On the Metro ride into the city, I witnessed a scene that felt like a metaphor for the moment. A senior citizen in a “USA” shirt and matching navy blue visor — clearly en route to Trump’s birthday bash — boarded my train and took a seat next to a Warped Tour-bound, middle-aged punk in a black T-shirt that proudly celebrated diversity in the punk scene with the slogan “We Rock Together.” Both greeted one another with a polite nod before riding shoulder-to-shoulder in quiet discomfort to their respective destinations.

At the parade, Trump supporters arrived clad in MAGA hats and patriotic regalia. Many looked like retirees on a field trip, primed to see the man who promised to take them — and the country — back to simpler times.

President Donald Trump participates in a reenlistment ceremony for Army soldiers during a military parade commemorating the Army's 250th anniversary Saturday, June 14, 2025, in Washington. | Julia Demaree Nikhinson, Associated Press

At RFK, the Warped Tour crowd skewed younger — but not that much younger. These were aging punks, elder emos and lifelong scene kids reliving their glory days. Black T-shirts outnumbered American flags 50 to 1. Visible tattoos, multiple facial piercings, ubiquitous Converse Chuck Taylor sneakers and a whole lot of sunblock were standard issue.

In a sense, both crowds were there to see their favorite nostalgia acts — but only one was insistent that the rest of the country also be required to relive their halcyon days.

Two very different energies

For all its tanks and flyovers, Trump’s parade felt oddly deflated. Organizers had hyped the event as a bold show of strength and national pride, but reality offered a bleaker picture: long rows of empty bleachers, tanks that squeaked rather than thundered and a sparsely populated National Mall even as the president took the microphone. (To be fair, the forecast called for heavy rain.)

No reputable outlet provided a formal crowd count, but the Associated Press noted that attendance fell “far short of early predictions that as many as 200,000 people would attend the festival and parade.”

A military parade commemorating the Army's 250th anniversary and coinciding with President Donald Trump's 79th birthday, Saturday, June 14, 2025, in Washington. The Washington Monument stands left. | Jacquelyn Martin, Associated Press

Meanwhile, over at the Warped Tour, the energy was palpable. Organizers reported that more than 55,000 two-day passes were sold, and the forecast did not diminish the crowd.

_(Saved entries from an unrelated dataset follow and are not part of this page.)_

//! Error taxonomy.
//!
//! Both kinds are recoverable by corrected input: validation errors are
//! raised before a process enters the list, `EmptyInput` before any
//! computation takes place.

use std::fmt;

use crate::validation::ValidationError;

/// Errors surfaced by the scheduling API.
#[derive(Debug, Clone, PartialEq)]
pub enum ScheduleError {
    /// A process descriptor failed validation and was not admitted.
    Validation(ValidationError),
    /// Scheduling was requested with no processes.
    EmptyInput,
    /// A process would finish after `i64::MAX`.
    Overflow { process_id: String },
}

impl fmt::Display for ScheduleError {
    fn fmt(&self, f: &mut fmt::Formatter<'_>) -> fmt::Result {
        match self {
            Self::Validation(e) => write!(f, "{e}"),
            Self::EmptyInput => write!(f, "Add at least one process before scheduling"),
            Self::Overflow { process_id } => {
                write!(f, "Process '{process_id}' finishes beyond the representable time range")
            }
        }
    }
}

impl std::error::Error for ScheduleError {
    fn source(&self) -> Option<&(dyn std::error::Error + 'static)> {
        match self {
            Self::Validation(e) => Some(e),
            Self::EmptyInput | Self::Overflow { .. } => None,
        }
    }
}

impl From<ValidationError> for ScheduleError {
    fn from(e: ValidationError) -> Self {
        Self::Validation(e)
    }
}
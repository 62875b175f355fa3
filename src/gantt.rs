//! Gantt chart data.
//!
//! Turns a [`ScheduleResult`] into an ordered run of segments: one bar per
//! process and an idle segment wherever the CPU waited for an arrival.
//! Bar colours come from a cyclic [`Palette`] indexed by each process's
//! submission position, so a process keeps its colour when others are
//! added after it.
//!
//! The `Display` impl renders a single text line, which is what the CLI
//! prints. Anything richer (HTML, SVG) is left to the consumer.

use std::fmt;

use serde::{Deserialize, Serialize};

use crate::models::ScheduleResult;

/// Widest cell the text rendering will draw.
pub const MAX_CELL_WIDTH: usize = 240;

/// Default bar colours.
pub const DEFAULT_COLOURS: [&str; 7] = [
    "#FF6B6B", "#4ECDC4", "#45B7D1", "#FFA07A", "#98D8C8", "#F7DC6F", "#BB8FCE",
];

/// Cyclic colour palette.
#[derive(Debug, Clone, PartialEq, Eq, Serialize, Deserialize)]
pub struct Palette {
    colours: Vec<String>,
}

impl Palette {
    /// Creates a palette from the given colours.
    ///
    /// An empty list falls back to [`DEFAULT_COLOURS`].
    pub fn new<I, S>(colours: I) -> Self
    where
        I: IntoIterator<Item = S>,
        S: Into<String>,
    {
        let colours: Vec<String> = colours.into_iter().map(Into::into).collect();
        if colours.is_empty() {
            Self::default()
        } else {
            Self { colours }
        }
    }

    /// Colour for the process at submission position `index`.
    ///
    /// A palette deserialized with no colours uses the defaults.
    pub fn colour_for(&self, index: usize) -> &str {
        match self.colours.len() {
            0 => DEFAULT_COLOURS[index % DEFAULT_COLOURS.len()],
            n => &self.colours[index % n],
        }
    }

    /// Number of distinct colours.
    pub fn len(&self) -> usize {
        self.colours.len()
    }

    /// Whether the palette holds no colours of its own.
    pub fn is_empty(&self) -> bool {
        self.colours.is_empty()
    }
}

impl Default for Palette {
    fn default() -> Self {
        Self {
            colours: DEFAULT_COLOURS.iter().map(|c| c.to_string()).collect(),
        }
    }
}

/// One span of the chart.
#[derive(Debug, Clone, PartialEq, Eq, Serialize, Deserialize)]
#[serde(tag = "kind", rename_all = "snake_case")]
pub enum Segment {
    /// A process running on the CPU.
    Bar {
        process_id: String,
        start: i64,
        finish: i64,
        colour: String,
    },
    /// CPU idle, waiting for the next arrival.
    Idle { start: i64, finish: i64 },
}

impl Segment {
    /// Segment start time.
    pub fn start(&self) -> i64 {
        match self {
            Self::Bar { start, .. } | Self::Idle { start, .. } => *start,
        }
    }

    /// Segment end time.
    pub fn finish(&self) -> i64 {
        match self {
            Self::Bar { finish, .. } | Self::Idle { finish, .. } => *finish,
        }
    }

    /// Length in ticks, saturating at `i64::MAX`.
    #[inline]
    pub fn duration(&self) -> i64 {
        self.finish().saturating_sub(self.start())
    }

    /// Whether this is an idle segment.
    pub fn is_idle(&self) -> bool {
        matches!(self, Self::Idle { .. })
    }
}

/// Chart of a schedule, left to right.
#[derive(Debug, Clone, PartialEq, Eq, Serialize, Deserialize)]
pub struct GanttChart {
    /// Segments in time order.
    pub segments: Vec<Segment>,
    /// Characters per tick in the text rendering (>= 1).
    pub scale: usize,
}

impl GanttChart {
    /// Builds the chart for a schedule.
    ///
    /// The chart starts at the schedule's origin. Each bar starts at the
    /// later of the previous bar's end and the process's arrival; any
    /// difference becomes an idle segment.
    pub fn from_result(result: &ScheduleResult, palette: &Palette) -> Self {
        let mut segments = Vec::with_capacity(result.len());
        let mut cursor = result.origin;

        for p in result {
            let start = cursor.max(p.arrival());
            if start > cursor {
                segments.push(Segment::Idle {
                    start: cursor,
                    finish: start,
                });
            }
            segments.push(Segment::Bar {
                process_id: p.id().to_string(),
                start,
                finish: p.finish,
                colour: palette.colour_for(p.index).to_string(),
            });
            cursor = p.finish;
        }

        Self { segments, scale: 1 }
    }

    /// Sets the characters-per-tick of the text rendering.
    pub fn with_scale(mut self, scale: usize) -> Self {
        self.scale = scale.max(1);
        self
    }

    /// Process bars only.
    pub fn bars(&self) -> impl Iterator<Item = &Segment> {
        self.segments.iter().filter(|s| !s.is_idle())
    }

    /// Total idle ticks shown on the chart, saturating at `i64::MAX`.
    pub fn idle_time(&self) -> i64 {
        self.segments
            .iter()
            .filter(|s| s.is_idle())
            .fold(0i64, |acc, s| acc.saturating_add(s.duration()))
    }

    /// End of the last segment (0 for an empty chart).
    pub fn end(&self) -> i64 {
        self.segments.last().map(Segment::finish).unwrap_or(0)
    }
}

impl fmt::Display for GanttChart {
    /// Renders `|P1 [0-5]|..idle..|P2 [5-8]|`, each cell padded to
    /// `duration * scale` characters, capped at [`MAX_CELL_WIDTH`].
    fn fmt(&self, f: &mut fmt::Formatter<'_>) -> fmt::Result {
        f.write_str("|")?;
        for segment in &self.segments {
            let width = usize::try_from(segment.duration().max(0))
                .unwrap_or(usize::MAX)
                .saturating_mul(self.scale)
                .min(MAX_CELL_WIDTH);
            let label = match segment {
                Segment::Bar {
                    process_id,
                    start,
                    finish,
                    ..
                } => format!("{process_id} [{start}-{finish}]"),
                Segment::Idle { .. } => "idle".to_string(),
            };
            let fill = if segment.is_idle() { '.' } else { ' ' };
            let pad = width.saturating_sub(label.chars().count());
            let left = pad / 2;
            let right = pad - left;
            for _ in 0..left {
                write!(f, "{fill}")?;
            }
            f.write_str(&label)?;
            for _ in 0..right {
                write!(f, "{fill}")?;
            }
            f.write_str("|")?;
        }
        Ok(())
    }
}

#[cfg(test)]
mod tests {
    use super::*;
    use crate::models::Process;
    use crate::scheduler::{schedule, FcfsScheduler};

    #[test]
    fn test_palette_cycles() {
        let p = Palette::default();
        assert_eq!(p.len(), 7);
        assert_eq!(p.colour_for(0), "#FF6B6B");
        assert_eq!(p.colour_for(7), "#FF6B6B");
        assert_eq!(p.colour_for(9), "#45B7D1");
    }

    #[test]
    fn test_empty_palette_falls_back() {
        let p = Palette::new(Vec::<String>::new());
        assert_eq!(p, Palette::default());
        assert!(!p.is_empty());

        let bare: Palette = serde_json::from_str(r#"{"colours":[]}"#).unwrap();
        assert!(bare.is_empty());
        assert_eq!(bare.colour_for(1), "#4ECDC4");
    }

    #[test]
    fn test_custom_palette() {
        let p = Palette::new(["red", "blue"]);
        assert_eq!(p.colour_for(3), "blue");
    }

    #[test]
    fn test_contiguous_bars() {
        let r = schedule(&[
            Process::new("P1", 0, 5),
            Process::new("P2", 1, 3),
            Process::new("P3", 2, 8),
        ])
        .unwrap();
        let chart = GanttChart::from_result(&r, &Palette::default());
        assert_eq!(chart.segments.len(), 3);
        assert_eq!(chart.idle_time(), 0);
        assert_eq!(chart.end(), 16);

        let spans: Vec<(i64, i64)> = chart.bars().map(|s| (s.start(), s.finish())).collect();
        assert_eq!(spans, vec![(0, 5), (5, 8), (8, 16)]);
    }

    #[test]
    fn test_idle_segments() {
        let r = schedule(&[Process::new("P1", 5, 2), Process::new("P2", 10, 1)]).unwrap();
        let chart = GanttChart::from_result(&r, &Palette::default());
        assert_eq!(
            chart.segments,
            vec![
                Segment::Idle { start: 0, finish: 5 },
                Segment::Bar {
                    process_id: "P1".into(),
                    start: 5,
                    finish: 7,
                    colour: "#FF6B6B".into(),
                },
                Segment::Idle { start: 7, finish: 10 },
                Segment::Bar {
                    process_id: "P2".into(),
                    start: 10,
                    finish: 11,
                    colour: "#4ECDC4".into(),
                },
            ]
        );
        assert_eq!(chart.idle_time(), 8);
    }

    #[test]
    fn test_colour_follows_submission_order() {
        // Submitted late-first; dispatch order is reversed but colours are not
        let r = schedule(&[Process::new("late", 4, 1), Process::new("early", 0, 1)]).unwrap();
        let chart = GanttChart::from_result(&r, &Palette::new(["a", "b"]));
        let colours: Vec<&str> = chart
            .bars()
            .map(|s| match s {
                Segment::Bar { colour, .. } => colour.as_str(),
                Segment::Idle { .. } => unreachable!(),
            })
            .collect();
        assert_eq!(colours, vec!["b", "a"]);
    }

    #[test]
    fn test_origin_offsets_first_idle() {
        let r = FcfsScheduler::new()
            .with_origin(2)
            .schedule(&[Process::new("P1", 6, 1)])
            .unwrap();
        let chart = GanttChart::from_result(&r, &Palette::default());
        assert_eq!(chart.segments[0], Segment::Idle { start: 2, finish: 6 });
    }

    #[test]
    fn test_display() {
        let r = schedule(&[Process::new("A", 0, 4), Process::new("B", 6, 2)]).unwrap();
        let chart = GanttChart::from_result(&r, &Palette::default()).with_scale(3);
        let text = chart.to_string();
        assert!(text.starts_with('|'));
        assert!(text.ends_with('|'));
        assert!(text.contains("A [0-4]"));
        assert!(text.contains("idle"));
        assert!(text.contains("B [6-8]"));
        // A: 12 cols, idle: 6 cols, B: widened to its 7-char label, plus 4 separators
        assert_eq!(text.chars().count(), 12 + 6 + 7 + 4);
    }

    #[test]
    fn test_display_caps_huge_cells() {
        let r = FcfsScheduler::new()
            .with_origin(i64::MIN)
            .schedule(&[Process::new("P1", i64::MAX - 1, 1)])
            .unwrap();
        let chart = GanttChart::from_result(&r, &Palette::default()).with_scale(usize::MAX);
        assert_eq!(chart.segments[0].duration(), i64::MAX);
        assert_eq!(chart.idle_time(), i64::MAX);

        let text = chart.to_string();
        assert!(text.contains("idle"));
        assert!(text.chars().count() <= 2 * MAX_CELL_WIDTH + 64);
    }

    #[test]
    fn test_segment_serializes_tagged() {
        let v = serde_json::to_value(Segment::Idle { start: 0, finish: 3 }).unwrap();
        assert_eq!(v["kind"], "idle");
        assert_eq!(v["finish"], 3);
    }
}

With seven stages hosting dozens of acts each day (not to mention a huge skateboard halfpipe and even bigger freestyle motocross jump showcasing death-defying stunts), the parking lots around RFK became a hive of constant motion and joyfully ragged noise. Fans screamed along with every chorus, moshed through rain and shine (and the weekend’s weather featured some of both), and held each other up — literally and figuratively.

It was chaos. It was catharsis. It was community.

Two very different messages

To his credit (and to many observers’ surprise), Trump mostly stayed on script in his brief remarks at the parade’s conclusion, focusing largely on the U.S. Army’s contributions to safeguarding the nation’s freedom and security. But the context was impossible to ignore. For all the pomp and circumstance on display in D.C., the proceedings played out in split-screen with a cascade of dissonant images taking place across the country: National Guard troops clashing with protesters in Los Angeles, millions marching in cities nationwide against Trump’s policies, nervous reactions to early signs of escalating conflict between Israel and Iran filtering through social media.

To some, it felt more like a state of emergency than a celebration.

At the Warped Tour, the tone was very different — and perhaps surprisingly for a scene that was birthed out of the anti-establishment ethos of D.C.’s vibrant punk scene in the 1980s, less overtly political. Yes, there were some pointed critiques of ICE’s immigration raids and the ongoing violence in Gaza. Bands like Senses Fail and The Wonder Years didn’t mince words, and ‘90s punk legends Pennywise used their main stage slot to issue a rousing call to action against authoritarianism.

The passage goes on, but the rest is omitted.